_Exercise requirements_.
Scan the entries below for the string "usize" and copy every line where it turns up.

[Saved data entries]
=== Begin Enclosure ===
//! Append-only conversation log.
//!
//! A [`Transcript`] is a persistent value: [`Transcript::append`] returns a new
//! transcript and leaves the receiver untouched, so a renderer holding an
//! older clone keeps seeing exactly what it was given.

use serde::{Deserialize, Serialize};
use std::fmt;
use std::sync::Arc;
use uuid::Uuid;

#[derive(Debug, Clone, Copy, PartialEq, Eq, Hash, Serialize, Deserialize)]
pub struct MessageId(Uuid);

impl MessageId {
    pub fn new() -> Self {
        Self(Uuid::new_v4())
    }
}

impl Default for MessageId {
    fn default() -> Self {
        Self::new()
    }
}

impl fmt::Display for MessageId {
    fn fmt(&self, f: &mut fmt::Formatter<'_>) -> fmt::Result {
        fmt::Display::fmt(&self.0, f)
    }
}

/// The role of a chat message sender
#[derive(Debug, Clone, Copy, PartialEq, Eq, Serialize, Deserialize)]
#[serde(rename_all = "lowercase")]
pub enum Role {
    User,
    Assistant,
}

/// A chat message in the conversation
#[derive(Debug, Clone, PartialEq, Eq, Serialize, Deserialize)]
pub struct Message {
    id: MessageId,
    role: Role,
    content: String,
}

impl Message {
    pub fn new(role: Role, content: impl Into<String>) -> Self {
        Self {
            id: MessageId::new(),
            role,
            content: content.into(),
        }
    }

    pub fn user(content: impl Into<String>) -> Self {
        Self::new(Role::User, content)
    }

    pub fn assistant(content: impl Into<String>) -> Self {
        Self::new(Role::Assistant, content)
    }

    pub fn id(&self) -> MessageId {
        self.id
    }

    pub fn role(&self) -> Role {
        self.role
    }

    pub fn content(&self) -> &str {
        &self.content
    }
}

#[derive(Debug, Clone, Default)]
pub struct Transcript {
    messages: Arc<Vec<Arc<Message>>>,
}

impl Transcript {
    pub fn new() -> Self {
        Self::default()
    }

    #[must_use]
    pub fn append(&self, message: Message) -> Transcript {
        let mut messages = Vec::with_capacity(self.messages.len() + 1);
        messages.extend(self.messages.iter().cloned());
        messages.push(Arc::new(message));
        Transcript {
            messages: Arc::new(messages),
        }
    }

    pub fn len(&self) -> usize {
        self.messages.len()
    }

    pub fn is_empty(&self) -> bool {
        self.messages.is_empty()
    }

    pub fn get(&self, index: usize) -> Option<&Message> {
        self.messages.get(index).map(|m| m.as_ref())
    }

    pub fn last(&self) -> Option<&Message> {
        self.messages.last().map(|m| m.as_ref())
    }

    pub fn iter(&self) -> impl Iterator<Item = &Message> + '_ {
        self.messages.iter().map(|m| m.as_ref())
    }
}

impl PartialEq for Transcript {
    fn eq(&self, other: &Self) -> bool {
        self.len() == other.len() && self.iter().zip(other.iter()).all(|(a, b)| a == b)
    }
}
=== End Enclosure ===
_Finished exercise_.
    pub fn len(&self) -> usize {
    pub fn get(&self, index: usize) -> Option<&Message> {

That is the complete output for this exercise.